The Pleasant Avenue Connection


Book Description




Murder on Pleasant Avenue


Book Description

When midwife Sarah and detective Frank Malloy’s friend and new partner Gino Donatelli is accused of murder, he and Sarah must catch the real killer to keep him alive, in this enthralling, new novel in the USA Today bestselling Gaslight Mystery series. . . . A young woman is missing in the upper Manhattan neighborhood called Italian Harlem, and everyone knows whoʼs responsible—the Black Hand, a notorious group known for terrorizing their own community with violence and kidnappings. Gino and Frank set out to learn more about the disreputable gang and soon find a lead: a saloon-owning gangster named Nunzio Esposito. Gino hates that a fellow immigrant would stoop so low and decides to confront his wayward countryman.
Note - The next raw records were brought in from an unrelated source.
use crate::error::Result;
use crate::query::context::ExecutionContext;
use crate::query::expr::Expr;
use crate::query::plan::ExplainProp;
use crate::query::steps::{require_input, ExecutionStep};
use crate::query::stream::{self, BoxStream};
use crate::query::tuple::Tuple;

/// One output column.
#[derive(Clone, Debug, PartialEq)]
pub struct ProjectionItem {
    /// Computed value.
    pub expr: Expr,
    /// Output property name.
    pub alias: String,
}

impl ProjectionItem {
    /// Column `alias` computed by `expr`.
    pub fn new(expr: Expr, alias: impl Into<String>) -> Self {
        Self {
            expr,
            alias: alias.into(),
        }
    }

    /// Column named after the property it reads.
    pub fn property(name: &str) -> Self {
        Self::new(Expr::prop(name), name)
    }
}

/// Replaces each tuple by a projected tuple of computed columns.
#[derive(Clone, Debug)]
pub struct ProjectionStep {
    items: Vec<ProjectionItem>,
}

impl ProjectionStep {
    /// Projects `items`.
    pub fn new(items: Vec<ProjectionItem>) -> Self {
        Self { items }
    }

    /// Output aliases in order.
    pub fn aliases(&self) -> impl Iterator<Item = &str> {
        self.items.iter().map(|item| item.alias.as_str())
    }
}

impl ExecutionStep for ProjectionStep {
    fn name(&self) -> &'static str {
        "CALCULATE PROJECTIONS"
    }

    fn start(&self, input: Option<BoxStream>, _ctx: &mut ExecutionContext) -> Result<BoxStream> {
        let upstream = require_input(input, self.name())?;
        let items = self.items.clone();
        Ok(stream::filter_map(upstream, move |tuple, ctx| {
            let mut out = Tuple::projected();
            for item in &items {
                out.set_property(item.alias.clone(), item.expr.eval(&tuple, ctx)?)?;
            }
            Ok(Some(out))
        }))
    }

    fn explain_props(&self) -> Vec<ExplainProp> {
        let columns: Vec<String> = self
            .items
            .iter()
            .map(|item| format!("{} AS {}", item.expr, item.alias))
            .collect();
        vec![ExplainProp::plain("columns", columns.join(", "))]
    }

    fn copy(&self) -> Box<dyn ExecutionStep> {
        Box::new(self.clone())
    }
}

#[cfg(test)]
mod tests {
    use super::*;
    use crate::query::plan::ExecutionPlan;
    use crate::query::steps::FetchFromValuesStep;
    use crate::query::value::Value;
    use crate::storage::MemoryDatabase;

    #[test]
    fn projects_properties_and_metadata() -> Result<()> {
        let db = MemoryDatabase::new();
        db.create_type("T", &[])?;
        let rid = db.insert("T", [("name", "x"), ("age", "3")])?;
        let mut ctx = ExecutionContext::new(db.database());
        let mut plan = ExecutionPlan::new();
        plan.chain(FetchFromValuesStep::new(vec![
            Tuple::bound(rid).with_metadata("$depth", 2)
        ]));
        plan.chain(ProjectionStep::new(vec![
            ProjectionItem::property("name"),
            ProjectionItem::new(Expr::var("depth"), "d"),
            ProjectionItem::new(Expr::Rid, "rid"),
        ]));
        let rows = plan.execute(&mut ctx)?.into_vec()?;
        assert_eq!(rows[0].get("name"), Some(&Value::from("x")));
        assert_eq!(rows[0].get("d"), Some(&Value::Int(2)));
        assert_eq!(rows[0].get("rid"), Some(&Value::Rid(rid)));
        assert!(rows[0].metadata("$depth").is_none());
        Ok(())
    }
}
But he quickly discovers the man can’t be reasoned with—because he’s been murdered. The police have only one suspect: Gino Donatelli. Frank and Sarah know Gino is no killer, but someone has pulled out all the stops to make it look like he is guilty. They also must now face the Black Hand, who are honor-bound to avenge the death of one of their own. With evidence mounting against their friend and a group of bad guys out for blood, Sarah and Frank race to unravel a treacherous plot before Gino’s time runs out. . . .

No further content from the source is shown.